*** INPUT FOR THIS TASK ***
//! Request dumps for panic logs, with secrets masked.

use std::borrow::Cow;
use std::fmt::{self, Write as _};
use std::panic::{self, AssertUnwindSafe};

use http::header::{
    AUTHORIZATION, COOKIE, HOST, HeaderName, PROXY_AUTHORIZATION, SET_COOKIE, TRAILER,
    TRANSFER_ENCODING,
};
use http::{HeaderMap, HeaderValue};

use crate::request::Head;

/// Replaces the value of every sensitive header in a dump.
pub const REDACTED: &str = "***REDACTED***";

/// Headers whose values never reach the logs.
pub const SENSITIVE_HEADERS: [HeaderName; 6] = [
    AUTHORIZATION,
    PROXY_AUTHORIZATION,
    COOKIE,
    SET_COOKIE,
    HeaderName::from_static("x-api-key"),
    HeaderName::from_static("x-auth-token"),
];

/// Why a request could not be dumped.
#[derive(Debug, thiserror::Error)]
pub enum DumpError {
    #[error(transparent)]
    Format(#[from] fmt::Error),
}

/// Renders the request line and headers the way they looked on the wire,
/// with every non-empty [`SENSITIVE_HEADERS`] value replaced by [`REDACTED`].
///
/// Works on a copy of the headers; `head` is left untouched. There is no
/// body in a [`Head`], so the body is never read. Header bytes that are not
/// UTF-8 are shown lossily. An absolute-form target (`http://host/path`) is
/// printed in full.
///
/// ```text
/// POST /login?next=%2F HTTP/1.1
/// Host: example.com
/// Authorization: ***REDACTED***
/// Content-Type: application/json
/// ```
pub fn dump_request(head: &Head) -> Result<String, DumpError> {
    let mut headers = head.headers.clone();
    redact(&mut headers);

    let mut out = String::new();
    if head.uri.scheme().is_some() {
        write!(out, "{} {} {:?}\r\n", head.method, head.uri, head.version)?;
    } else {
        let target = head.uri.path_and_query().map_or("/", |pq| pq.as_str());
        write!(out, "{} {} {:?}\r\n", head.method, target, head.version)?;
    }

    let host = headers
        .get(HOST)
        .map(lossy)
        .or_else(|| head.uri.authority().map(|a| Cow::Borrowed(a.as_str())));
    if let Some(host) = host {
        write!(out, "Host: {host}\r\n")?;
    }

    let mut names: Vec<&HeaderName> = headers
        .keys()
        .filter(|name| ![HOST, TRANSFER_ENCODING, TRAILER].contains(*name))
        .collect();
    names.sort_by(|a, b| a.as_str().cmp(b.as_str()));

    for name in names {
        let canonical = canonical_name(name);
        for value in headers.get_all(name) {
            write!(out, "{canonical}: {}\r\n", lossy(value))?;
        }
    }

    out.truncate(out.trim_end().len());
    Ok(out)
}

/// [`dump_request`] that cannot fail: any failure, panics included, turns
/// into a `could not dump request: …` line.
pub fn dump_request_safe(head: &Head) -> String {
    match panic::catch_unwind(AssertUnwindSafe(|| dump_request(head))) {
        Ok(Ok(dump)) => dump,
        Ok(Err(e)) => format!("could not dump request: {e}"),
        Err(_) => "could not dump request: dump panicked".to_owned(),
    }
}

fn redact(headers: &mut HeaderMap) {
    for name in &SENSITIVE_HEADERS {
        let present = headers.get_all(name).iter().any(|v| !v.is_empty());
        if present {
            headers.insert(name.clone(), HeaderValue::from_static(REDACTED));
        }
    }
}

fn lossy(value: &HeaderValue) -> Cow<'_, str> {
    String::from_utf8_lossy(value.as_bytes())
}

/// `x-api-key` → `X-Api-Key`.
fn canonical_name(name: &HeaderName) -> String {
    let mut upper = true;
    name.as_str()
        .chars()
        .map(|c| {
            let c = if upper { c.to_ascii_uppercase() } else { c };
            upper = c == '-';
            c
        })
        .collect()
}

#[cfg(test)]
mod tests {
    use http::{Method, Uri, Version};

    use super::*;

    fn head(headers: &[(&'static str, &'static str)]) -> Head {
        let mut map = HeaderMap::new();
        for &(name, value) in headers {
            map.append(name, HeaderValue::from_static(value));
        }
        Head {
            method: Method::POST,
            uri: Uri::from_static("/login?next=%2F"),
            version: Version::HTTP_11,
            headers: map,
        }
    }

    #[test]
    fn masks_secrets_and_keeps_the_rest() {
        let head = head(&[
            ("host", "example.com"),
            ("authorization", "secret123"),
            ("content-type", "application/json"),
            ("x-api-key", "k-456"),
        ]);

        let dump = dump_request(&head).unwrap();
        assert_eq!(
            dump,
            "POST /login?next=%2F HTTP/1.1\r\n\
             Host: example.com\r\n\
             Authorization: ***REDACTED***\r\n\
             Content-Type: application/json\r\n\
             X-Api-Key: ***REDACTED***"
        );
        assert!(!dump.contains("secret123"));
        assert!(!dump.contains("k-456"));
    }

    #[test]
    fn every_sensitive_header_is_masked() {
        let head = head(&[
            ("authorization", "a"),
            ("proxy-authorization", "b"),
            ("cookie", "c=1"),
            ("set-cookie", "d=2"),
            ("x-api-key", "e"),
            ("x-auth-token", "f"),
        ]);

        let dump = dump_request(&head).unwrap();
        assert_eq!(dump.matches(REDACTED).count(), SENSITIVE_HEADERS.len());
    }

    #[test]
    fn repeated_secret_collapses_to_one_marker() {
        let head = head(&[("cookie", "a=1"), ("cookie", "b=2")]);
        let dump = dump_request(&head).unwrap();
        assert!(dump.ends_with("Cookie: ***REDACTED***"));
        assert!(!dump.contains("a=1"));
        assert!(!dump.contains("b=2"));
    }

    #[test]
    fn empty_secret_is_left_alone() {
        let head = head(&[("authorization", "")]);
        let dump = dump_request(&head).unwrap();
        assert!(dump.contains("Authorization:"));
        assert!(!dump.contains(REDACTED));
    }

    #[test]
    fn original_headers_unchanged() {
        let head = head(&[("authorization", "secret123")]);
        dump_request(&head).unwrap();
        assert_eq!(head.headers["authorization"], "secret123");
    }

    #[test]
    fn host_falls_back_to_authority() {
        let head = Head {
            uri: Uri::from_static("https://api.example.com/v1/items"),
            version: Version::HTTP_2,
            ..Head::default()
        };
        let dump = dump_request(&head).unwrap();
        assert_eq!(dump, "GET https://api.example.com/v1/items HTTP/2.0\r\nHost: api.example.com");
    }

    #[test]
    fn proxy_target_keeps_scheme_and_authority() {
        let mut head = head(&[("host", "upstream.internal")]);
        head.method = Method::GET;
        head.uri = Uri::from_static("http://upstream.internal:8080/status?full=1");
        let dump = dump_request(&head).unwrap();
        assert_eq!(
            dump,
            "GET http://upstream.internal:8080/status?full=1 HTTP/1.1\r\n\
             Host: upstream.internal"
        );
    }

    #[test]
    fn empty_duplicate_does_not_hide_a_later_secret() {
        let head = head(&[("cookie", ""), ("cookie", "session=topsecret")]);
        let dump = dump_request(&head).unwrap();
        assert!(!dump.contains("topsecret"));
        assert!(dump.ends_with("Cookie: ***REDACTED***"));
        assert_eq!(dump.matches("Cookie:").count(), 1);
    }

    #[test]
    fn framing_headers_are_skipped() {
        let head = head(&[("transfer-encoding", "chunked"), ("trailer", "x-checksum")]);
        let dump = dump_request(&head).unwrap();
        assert_eq!(dump, "POST /login?next=%2F HTTP/1.1");
    }

    #[test]
    fn non_utf8_value_is_shown_lossily() {
        let mut head = head(&[("host", "example.com"), ("authorization", "secret123")]);
        head.headers.insert("x-filename", HeaderValue::from_bytes(b"caf\xe9.txt").unwrap());

        let dump = dump_request_safe(&head);
        assert!(dump.starts_with("POST /login?next=%2F HTTP/1.1\r\nHost: example.com"));
        assert!(dump.contains("Authorization: ***REDACTED***"));
        assert!(dump.ends_with("X-Filename: caf\u{FFFD}.txt"));
        assert!(!dump.contains("secret123"));
    }

    #[test]
    fn non_utf8_host_is_shown_lossily() {
        let mut head = head(&[]);
        head.headers.insert(HOST, HeaderValue::from_bytes(b"ex\xffample.com").unwrap());
        let dump = dump_request(&head).unwrap();
        assert_eq!(dump, "POST /login?next=%2F HTTP/1.1\r\nHost: ex\u{FFFD}ample.com");
    }
}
***
TASK BRIEF: Go through the listing above and return every line where the word "clone" occurs.

THE COMPLETED TASK:
    let mut headers = head.headers.clone();
            headers.insert(name.clone(), HeaderValue::from_static(REDACTED));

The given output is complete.